» Exercise details: Exactly the lines from the start of the data through the line containing "#[derive(Debug, Clone, Serialize, Deserialize)]" should be output, with both ends kept and nothing added.

» Exercise data:
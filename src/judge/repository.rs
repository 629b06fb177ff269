/// Persistence seam consumed by the judge service
///
/// The service only needs three things from storage: the problem's limits,
/// its test cases, and a place to put the finished submission.
use crate::config::types::{JudgeError, ProblemId, Result};
use crate::judge::model::{Problem, Submission, SubmissionId, TestCase};
use serde::{Deserialize, Serialize};
use std::collections::HashMap;
use std::path::Path;
use std::sync::{Mutex, MutexGuard};

pub trait JudgeRepository: Send + Sync {
    fn problem(&self, id: ProblemId) -> Result<Option<Problem>>;

    /// Test cases of a problem, in any order
    fn test_cases(&self, problem_id: ProblemId) -> Result<Vec<TestCase>>;

    /// Store a finished submission and return it with its assigned id
    fn save_submission(&self, submission: Submission) -> Result<Submission>;
}

/// Problem plus its test cases, as stored on disk
#[derive(Debug, Clone, Serialize, Deserialize)]
pub struct ProblemFile {
    pub problem: Problem,
    #[serde(default)]
    pub test_cases: Vec<TestCase>,
}

impl ProblemFile {
    pub fn load<P: AsRef<Path>>(path: P) -> Result<Self> {
        let path = path.as_ref();
        let content = std::fs::read_to_string(path).map_err(|e| {
            JudgeError::Repository(format!("Failed to read problem file {}: {}", path.display(), e))
        })?;
        let file: ProblemFile = serde_json::from_str(&content)?;
        if file.problem.time_limit_ms == 0 {
            return Err(JudgeError::Repository(format!(
                "Problem {} has a zero time limit",
                file.problem.id
            )));
        }
        Ok(file)
    }
}

#[derive(Default)]
struct Store {
    problems: HashMap<ProblemId, (Problem, Vec<TestCase>)>,
    submissions: Vec<Submission>,
    next_id: SubmissionId,
}

/// Mutex-guarded in-process store
#[derive(Default)]
pub struct InMemoryRepository {
    store: Mutex<Store>,
}

impl InMemoryRepository {
    pub fn new() -> Self {
        Self::default()
    }

    fn store(&self) -> Result<MutexGuard<'_, Store>> {
        self.store
            .lock()
            .map_err(|_| JudgeError::Repository("repository lock poisoned".to_string()))
    }

    /// Add or replace a problem with its test cases
    pub fn insert_problem(&self, problem: Problem, test_cases: Vec<TestCase>) -> Result<()> {
        let mut store = self.store()?;
        store.problems.insert(problem.id, (problem, test_cases));
        Ok(())
    }

    pub fn insert_problem_file(&self, file: ProblemFile) -> Result<ProblemId> {
        let id = file.problem.id;
        self.insert_problem(file.problem, file.test_cases)?;
        Ok(id)
    }

    /// All stored submissions in save order
    pub fn submissions(&self) -> Result<Vec<Submission>> {
        Ok(self.store()?.submissions.clone())
    }

    pub fn submission(&self, id: SubmissionId) -> Result<Option<Submission>> {
        Ok(self
            .store()?
            .submissions
            .iter()
            .find(|s| s.id == Some(id))
            .cloned())
    }

    /// Submissions for one problem, newest first
    pub fn submissions_for_problem(&self, problem_id: ProblemId) -> Result<Vec<Submission>> {
        let store = self.store()?;
        let mut found: Vec<Submission> = store
            .submissions
            .iter()
            .filter(|s| s.problem_id == problem_id)
            .cloned()
            .collect();
        sort_newest_first(&mut found);
        Ok(found)
    }

    /// The `limit` most recent submissions across all problems
    pub fn recent(&self, limit: usize) -> Result<Vec<Submission>> {
        let mut all = self.submissions()?;
        sort_newest_first(&mut all);
        all.truncate(limit);
        Ok(all)
    }
}

// Later ids win timestamp ties
fn sort_newest_first(submissions: &mut [Submission]) {
    submissions.sort_by(|a, b| {
        b.submitted_at
            .cmp(&a.submitted_at)
            .then_with(|| b.id.cmp(&a.id))
    });
}

impl JudgeRepository for InMemoryRepository {
    fn problem(&self, id: ProblemId) -> Result<Option<Problem>> {
        Ok(self.store()?.problems.get(&id).map(|(p, _)| p.clone()))
    }

    fn test_cases(&self, problem_id: ProblemId) -> Result<Vec<TestCase>> {
        Ok(self
            .store()?
            .problems
            .get(&problem_id)
            .map(|(_, cases)| cases.clone())
            .unwrap_or_default())
    }

    fn save_submission(&self, mut submission: Submission) -> Result<Submission> {
        let mut store = self.store()?;
        store.next_id += 1;
        submission.id = Some(store.next_id);
        store.submissions.push(submission.clone());
        Ok(submission)
    }
}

» The completed task:
filename src/judge/repository.rs
repository 629b06fb177ff269
/// Persistence seam consumed by the judge service
///
/// The service only needs three things from storage: the problem's limits,
/// its test cases, and a place to put the finished submission.
use crate::config::types::{JudgeError, ProblemId, Result};
use crate::judge::model::{Problem, Submission, SubmissionId, TestCase};
use serde::{Deserialize, Serialize};
use std::collections::HashMap;
use std::path::Path;
use std::sync::{Mutex, MutexGuard};

pub trait JudgeRepository: Send + Sync {
    fn problem(&self, id: ProblemId) -> Result<Option<Problem>>;

    /// Test cases of a problem, in any order
    fn test_cases(&self, problem_id: ProblemId) -> Result<Vec<TestCase>>;

    /// Store a finished submission and return it with its assigned id
    fn save_submission(&self, submission: Submission) -> Result<Submission>;
}

/// Problem plus its test cases, as stored on disk
#[derive(Debug, Clone, Serialize, Deserialize)]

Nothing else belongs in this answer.